◆ Task item
Among the records, find the lines that hold the string "ApiErrorBody" and return them.
[[ Task data open ]]
//! Application configuration management.
//!
//! The API origin, request timeout and credential vault namespace are
//! fixed at startup. They come from `~/.config/creatorshub/config.json`
//! when present, then from `CREATORSHUB_*` environment variables.

use std::path::{Path, PathBuf};

use anyhow::{Context, Result};
use serde::{Deserialize, Serialize};
use tracing::debug;

/// Application name used for config directory paths
const APP_NAME: &str = "creatorshub";

/// Config file name
const CONFIG_FILE: &str = "config.json";

/// Origin of the CreatorsHub API
pub const DEFAULT_BASE_URL: &str = "http://localhost:3000";

/// HTTP request timeout in seconds
pub const DEFAULT_REQUEST_TIMEOUT_SECS: u64 = 30;

/// Keychain service under which session entries are stored
pub const DEFAULT_VAULT_SERVICE: &str = "creatorshub";

const ENV_BASE_URL: &str = "CREATORSHUB_BASE_URL";
const ENV_VAULT_SERVICE: &str = "CREATORSHUB_VAULT_SERVICE";

#[derive(Debug, Clone, PartialEq, Eq, Serialize, Deserialize)]
#[serde(default)]
pub struct Config {
    pub base_url: String,
    pub request_timeout_secs: u64,
    pub vault_service: String,
}

impl Default for Config {
    fn default() -> Self {
        Self {
            base_url: DEFAULT_BASE_URL.to_string(),
            request_timeout_secs: DEFAULT_REQUEST_TIMEOUT_SECS,
            vault_service: DEFAULT_VAULT_SERVICE.to_string(),
        }
    }
}

impl Config {
    /// Load the config file (if any) and apply environment overrides
    pub fn load() -> Result<Self> {
        let mut config = Self::load_from(&Self::config_path()?)?;
        config.apply_overrides(|key| std::env::var(key).ok());
        Ok(config)
    }

    pub fn load_from(path: &Path) -> Result<Self> {
        if path.exists() {
            let contents = std::fs::read_to_string(path)
                .with_context(|| format!("Failed to read config file {}", path.display()))?;
            let config = serde_json::from_str(&contents)
                .with_context(|| format!("Failed to parse config file {}", path.display()))?;
            debug!(path = %path.display(), "Loaded config");
            Ok(config)
        } else {
            Ok(Self::default())
        }
    }

    pub fn save_to(&self, path: &Path) -> Result<()> {
        if let Some(parent) = path.parent() {
            std::fs::create_dir_all(parent)?;
        }
        let contents = serde_json::to_string_pretty(self)?;
        std::fs::write(path, contents)?;
        Ok(())
    }

    /// Override fields from a variable lookup; empty values are ignored
    pub fn apply_overrides<F>(&mut self, lookup: F)
    where
        F: Fn(&str) -> Option<String>,
    {
        if let Some(url) = lookup(ENV_BASE_URL).filter(|v| !v.trim().is_empty()) {
            self.base_url = url;
        }
        if let Some(service) = lookup(ENV_VAULT_SERVICE).filter(|v| !v.trim().is_empty()) {
            self.vault_service = service;
        }
    }

    pub fn config_path() -> Result<PathBuf> {
        let config_dir = dirs::config_dir()
            .ok_or_else(|| anyhow::anyhow!("Could not find config directory"))?;
        Ok(config_dir.join(APP_NAME).join(CONFIG_FILE))
    }
}
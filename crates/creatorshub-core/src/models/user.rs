use serde::{Deserialize, Serialize};

/// Identity returned by the server after login, verification or `/users/me`.
#[derive(Debug, Clone, PartialEq, Eq, Serialize, Deserialize)]
pub struct User {
    pub id: String,
    pub username: String,
    #[serde(rename = "displayName")]
    pub display_name: String,
    #[serde(default)]
    pub bio: Option<String>,
    #[serde(rename = "profileImageUrl", default)]
    pub profile_image_url: Option<String>,
}

impl User {
    /// Name to greet the user with, falling back to the handle
    pub fn greeting_name(&self) -> &str {
        if self.display_name.trim().is_empty() {
            &self.username
        } else {
            &self.display_name
        }
    }
}

#[cfg(test)]
mod tests {
    use super::*;

    #[test]
    fn test_parse_user_without_optionals() {
        let json = r#"{"id":"u1","username":"neonbyte","displayName":"Neon Byte"}"#;
        let user: User = serde_json::from_str(json).expect("Failed to parse user JSON");
        assert_eq!(user.id, "u1");
        assert_eq!(user.display_name, "Neon Byte");
        assert!(user.bio.is_none());
        assert!(user.profile_image_url.is_none());
    }

    #[test]
    fn test_serialized_user_uses_wire_names() {
        let user = User {
            id: "u1".to_string(),
            username: "neonbyte".to_string(),
            display_name: "Neon Byte".to_string(),
            bio: Some("synthwave".to_string()),
            profile_image_url: None,
        };
        let value = serde_json::to_value(&user).expect("Failed to serialize user");
        assert_eq!(value["displayName"], "Neon Byte");
        assert_eq!(value["bio"], "synthwave");
        assert!(value.get("display_name").is_none());
    }

    #[test]
    fn test_greeting_name_falls_back_to_username() {
        let mut user = User {
            id: "u1".to_string(),
            username: "neonbyte".to_string(),
            display_name: "Neon Byte".to_string(),
            bio: None,
            profile_image_url: None,
        };
        assert_eq!(user.greeting_name(), "Neon Byte");
        user.display_name = "  ".to_string();
        assert_eq!(user.greeting_name(), "neonbyte");
    }
}
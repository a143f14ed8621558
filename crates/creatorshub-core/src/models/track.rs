use std::path::{Path, PathBuf};

use serde::{Deserialize, Serialize};

/// Fallback content type for audio files with an unknown extension
const DEFAULT_CONTENT_TYPE: &str = "application/octet-stream";

/// Track as returned by `POST /tracks/upload`.
#[derive(Debug, Clone, PartialEq, Eq, Serialize, Deserialize)]
pub struct Track {
    #[serde(rename = "trackId")]
    pub track_id: String,
    #[serde(rename = "userId")]
    pub user_id: String,
    pub title: String,
    #[serde(default)]
    pub description: Option<String>,
    #[serde(rename = "fileUrl")]
    pub file_url: String,
    #[serde(rename = "coverImageUrl", default)]
    pub cover_image_url: Option<String>,
}

/// Handle to a local audio file picked for upload.
///
/// Holds only the path; the bytes are read when the upload is built.
#[derive(Debug, Clone, PartialEq, Eq)]
pub struct AudioFile {
    path: PathBuf,
}

impl AudioFile {
    pub fn new(path: impl Into<PathBuf>) -> Self {
        Self { path: path.into() }
    }

    pub fn path(&self) -> &Path {
        &self.path
    }

    /// Last path component, sent as the multipart filename
    pub fn file_name(&self) -> String {
        self.path
            .file_name()
            .map(|n| n.to_string_lossy().into_owned())
            .unwrap_or_else(|| "upload".to_string())
    }

    /// Content type derived from the file extension (case-insensitive)
    pub fn content_type(&self) -> &'static str {
        let ext = self
            .path
            .extension()
            .map(|e| e.to_string_lossy().to_ascii_lowercase());

        match ext.as_deref() {
            Some("mp3") => "audio/mpeg",
            Some("wav") => "audio/wav",
            Some("m4a") => "audio/m4a",
            Some("aac") => "audio/aac",
            _ => DEFAULT_CONTENT_TYPE,
        }
    }
}

#[cfg(test)]
mod tests {
    use super::*;

    #[test]
    fn test_content_type_by_extension() {
        assert_eq!(AudioFile::new("song.mp3").content_type(), "audio/mpeg");
        assert_eq!(AudioFile::new("SONG.MP3").content_type(), "audio/mpeg");
        assert_eq!(AudioFile::new("take.wav").content_type(), "audio/wav");
        assert_eq!(AudioFile::new("voice.m4a").content_type(), "audio/m4a");
        assert_eq!(AudioFile::new("loop.aac").content_type(), "audio/aac");
        assert_eq!(AudioFile::new("notes.flac").content_type(), DEFAULT_CONTENT_TYPE);
        assert_eq!(AudioFile::new("no_extension").content_type(), DEFAULT_CONTENT_TYPE);
    }

    #[test]
    fn test_file_name_is_last_component() {
        let file = AudioFile::new("/music/demos/song.mp3");
        assert_eq!(file.file_name(), "song.mp3");
    }

    #[test]
    fn test_parse_track() {
        let json = r#"{"trackId":"t1","userId":"u1","title":"Night Drive","fileUrl":"https://cdn/t1.mp3"}"#;
        let track: Track = serde_json::from_str(json).expect("Failed to parse track JSON");
        assert_eq!(track.track_id, "t1");
        assert!(track.description.is_none());
        assert!(track.cover_image_url.is_none());
    }
}
//! Data models for CreatorsHub entities.
//!
//! This module contains the wire types exchanged with the CreatorsHub API:
//!
//! - `User`: server-issued identity
//! - `AuthSession`, `RegistrationResult`: results of the auth endpoints
//! - `Track`, `AudioFile`: uploaded tracks and the local file handle

pub mod auth;
pub mod track;
pub mod user;

pub use auth::{AuthSession, LoginRequest, RegistrationRequest, RegistrationResult, VerificationRequest};
pub use track::{AudioFile, Track};
pub use user::User;
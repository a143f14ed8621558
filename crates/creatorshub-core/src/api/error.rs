use std::path::PathBuf;

use reqwest::StatusCode;
use serde::Deserialize;
use thiserror::Error;

/// Server error code for an account whose email has not been verified yet
pub const EMAIL_NOT_VERIFIED: &str = "EMAIL_NOT_VERIFIED";

/// Maximum length for error response bodies in log messages
const MAX_ERROR_BODY_LENGTH: usize = 500;

/// Structured error body returned by the API on any non-2xx response.
#[derive(Debug, Clone, PartialEq, Eq, Deserialize)]
pub struct ApiErrorBody {
    pub error: String,
    #[serde(rename = "userId", default)]
    pub user_id: Option<String>,
}

#[derive(Error, Debug)]
pub enum ClientError {
    /// No HTTP response was obtained (connectivity, DNS, TLS, timeout).
    #[error("Network error: {0}")]
    Transport(#[from] reqwest::Error),

    /// A response arrived but carried no body where one was required.
    #[error("Empty response from {0}")]
    EmptyResponse(String),

    /// Non-2xx status, with the structured body when it could be decoded.
    #[error("Server error (HTTP {status}): {}", .code.as_deref().unwrap_or("no error code"))]
    Server {
        status: u16,
        code: Option<String>,
        user_id: Option<String>,
    },

    /// 2xx status whose body did not match the expected shape.
    #[error("Invalid response: {0}")]
    Decode(#[from] serde_json::Error),

    /// A local file could not be read; nothing was sent.
    #[error("Failed to read {}: {source}", .path.display())]
    LocalIo {
        path: PathBuf,
        #[source]
        source: std::io::Error,
    },

    #[error("Not signed in")]
    NotAuthenticated,

    #[error("Not supported: {0}")]
    Unsupported(&'static str),
}

impl ClientError {
    /// Truncate a response body to avoid logging excessive data
    pub(crate) fn truncate_body(body: &str) -> String {
        if body.len() <= MAX_ERROR_BODY_LENGTH {
            return body.to_string();
        }
        let mut end = MAX_ERROR_BODY_LENGTH;
        while !body.is_char_boundary(end) {
            end -= 1;
        }
        format!("{}... (truncated, {} total bytes)", &body[..end], body.len())
    }

    /// Classify a non-2xx response from its status and raw body
    pub fn from_status(status: StatusCode, body: &[u8]) -> Self {
        match serde_json::from_slice::<ApiErrorBody>(body) {
            Ok(api) => ClientError::Server {
                status: status.as_u16(),
                code: Some(api.error),
                user_id: api.user_id,
            },
            Err(_) => ClientError::Server {
                status: status.as_u16(),
                code: None,
                user_id: None,
            },
        }
    }

    /// True for failures where no usable response was obtained
    pub fn is_transport(&self) -> bool {
        matches!(self, ClientError::Transport(_) | ClientError::EmptyResponse(_))
    }

    /// Error code sent by the server, if any
    pub fn code(&self) -> Option<&str> {
        match self {
            ClientError::Server { code, .. } => code.as_deref(),
            _ => None,
        }
    }

    pub fn is_email_not_verified(&self) -> bool {
        self.code() == Some(EMAIL_NOT_VERIFIED)
    }

    /// The user id to verify when login was refused for an unverified email.
    ///
    /// `None` unless the code is `EMAIL_NOT_VERIFIED` and the server sent the id.
    pub fn unverified_user_id(&self) -> Option<&str> {
        match self {
            ClientError::Server {
                code: Some(code),
                user_id: Some(user_id),
                ..
            } if code == EMAIL_NOT_VERIFIED => Some(user_id),
            _ => None,
        }
    }

    /// Message suitable for showing to the user
    pub fn user_message(&self) -> String {
        match self {
            ClientError::Server { code: Some(code), .. } => code.clone(),
            ClientError::Server { status, .. } => {
                format!("The server returned an error (HTTP {}).", status)
            }
            ClientError::Transport(_) | ClientError::EmptyResponse(_) => {
                "Could not reach the server. Check your connection and try again.".to_string()
            }
            ClientError::Decode(_) => "The server sent an unexpected response.".to_string(),
            ClientError::LocalIo { path, .. } => format!(
                "Could not read {}.",
                path.file_name()
                    .map(|n| n.to_string_lossy().into_owned())
                    .unwrap_or_else(|| path.display().to_string())
            ),
            ClientError::NotAuthenticated => "Log in to continue.".to_string(),
            ClientError::Unsupported(what) => format!("{} is not available yet.", what),
        }
    }
}
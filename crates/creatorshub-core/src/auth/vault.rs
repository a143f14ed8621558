//! Credential vault: durable key-value storage for session secrets.
//!
//! `KeyringVault` stores entries in the OS keychain; `MemoryVault` keeps
//! them in a map for tests and throwaway runs. Each key is independent;
//! there is no cross-key transaction.

use std::collections::{HashMap, HashSet};
use std::sync::Mutex;

use keyring::Entry;
use thiserror::Error;
use tracing::debug;

#[derive(Error, Debug)]
pub enum VaultError {
    #[error("Keychain error: {0}")]
    Keyring(#[from] keyring::Error),

    #[error("Vault unavailable: {0}")]
    Unavailable(String),

    /// Some entries could not be removed and may still be restored later.
    #[error("Failed to remove vault entries: {}", .0.join(", "))]
    Incomplete(Vec<&'static str>),
}

/// Secure, persistent storage addressed by logical key.
pub trait CredentialVault: Send + Sync {
    /// Read an entry; `Ok(None)` when it does not exist
    fn get(&self, key: &str) -> Result<Option<Vec<u8>>, VaultError>;

    fn set(&self, key: &str, value: &[u8]) -> Result<(), VaultError>;

    /// Remove an entry. Removing a missing entry is not an error.
    fn delete(&self, key: &str) -> Result<(), VaultError>;
}

/// OS keychain vault. Entries live under one service name per installation.
pub struct KeyringVault {
    service: String,
}

impl KeyringVault {
    pub fn new(service: impl Into<String>) -> Self {
        Self {
            service: service.into(),
        }
    }

    fn entry(&self, key: &str) -> Result<Entry, VaultError> {
        Ok(Entry::new(&self.service, key)?)
    }
}

impl CredentialVault for KeyringVault {
    fn get(&self, key: &str) -> Result<Option<Vec<u8>>, VaultError> {
        match self.entry(key)?.get_secret() {
            Ok(secret) => Ok(Some(secret)),
            Err(keyring::Error::NoEntry) => Ok(None),
            Err(e) => Err(e.into()),
        }
    }

    fn set(&self, key: &str, value: &[u8]) -> Result<(), VaultError> {
        self.entry(key)?.set_secret(value)?;
        debug!(service = %self.service, key = key, "Stored keychain entry");
        Ok(())
    }

    fn delete(&self, key: &str) -> Result<(), VaultError> {
        match self.entry(key)?.delete_credential() {
            Ok(()) | Err(keyring::Error::NoEntry) => Ok(()),
            Err(e) => Err(e.into()),
        }
    }
}

/// In-memory vault. Contents vanish with the value, so share it behind an
/// `Arc` to simulate a restart.
#[derive(Default)]
pub struct MemoryVault {
    entries: Mutex<HashMap<String, Vec<u8>>>,
    failing: Mutex<HashSet<String>>,
}

impl MemoryVault {
    pub fn new() -> Self {
        Self::default()
    }

    /// Make every subsequent `set` and `delete` of `key` fail
    pub fn fail_writes_for(&self, key: &str) {
        self.failing
            .lock()
            .unwrap_or_else(|e| e.into_inner())
            .insert(key.to_string());
    }

    pub fn len(&self) -> usize {
        self.entries.lock().unwrap_or_else(|e| e.into_inner()).len()
    }

    pub fn is_empty(&self) -> bool {
        self.len() == 0
    }

    fn check_writable(&self, key: &str) -> Result<(), VaultError> {
        if self
            .failing
            .lock()
            .unwrap_or_else(|e| e.into_inner())
            .contains(key)
        {
            return Err(VaultError::Unavailable(format!("writes to {} are disabled", key)));
        }
        Ok(())
    }
}

impl CredentialVault for MemoryVault {
    fn get(&self, key: &str) -> Result<Option<Vec<u8>>, VaultError> {
        Ok(self
            .entries
            .lock()
            .unwrap_or_else(|e| e.into_inner())
            .get(key)
            .cloned())
    }

    fn set(&self, key: &str, value: &[u8]) -> Result<(), VaultError> {
        self.check_writable(key)?;
        self.entries
            .lock()
            .unwrap_or_else(|e| e.into_inner())
            .insert(key.to_string(), value.to_vec());
        Ok(())
    }

    fn delete(&self, key: &str) -> Result<(), VaultError> {
        self.check_writable(key)?;
        self.entries
            .lock()
            .unwrap_or_else(|e| e.into_inner())
            .remove(key);
        Ok(())
    }
}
[[ Task data closed ]]
◆ Response below
pub struct ApiErrorBody {
        match serde_json::from_slice::<ApiErrorBody>(body) {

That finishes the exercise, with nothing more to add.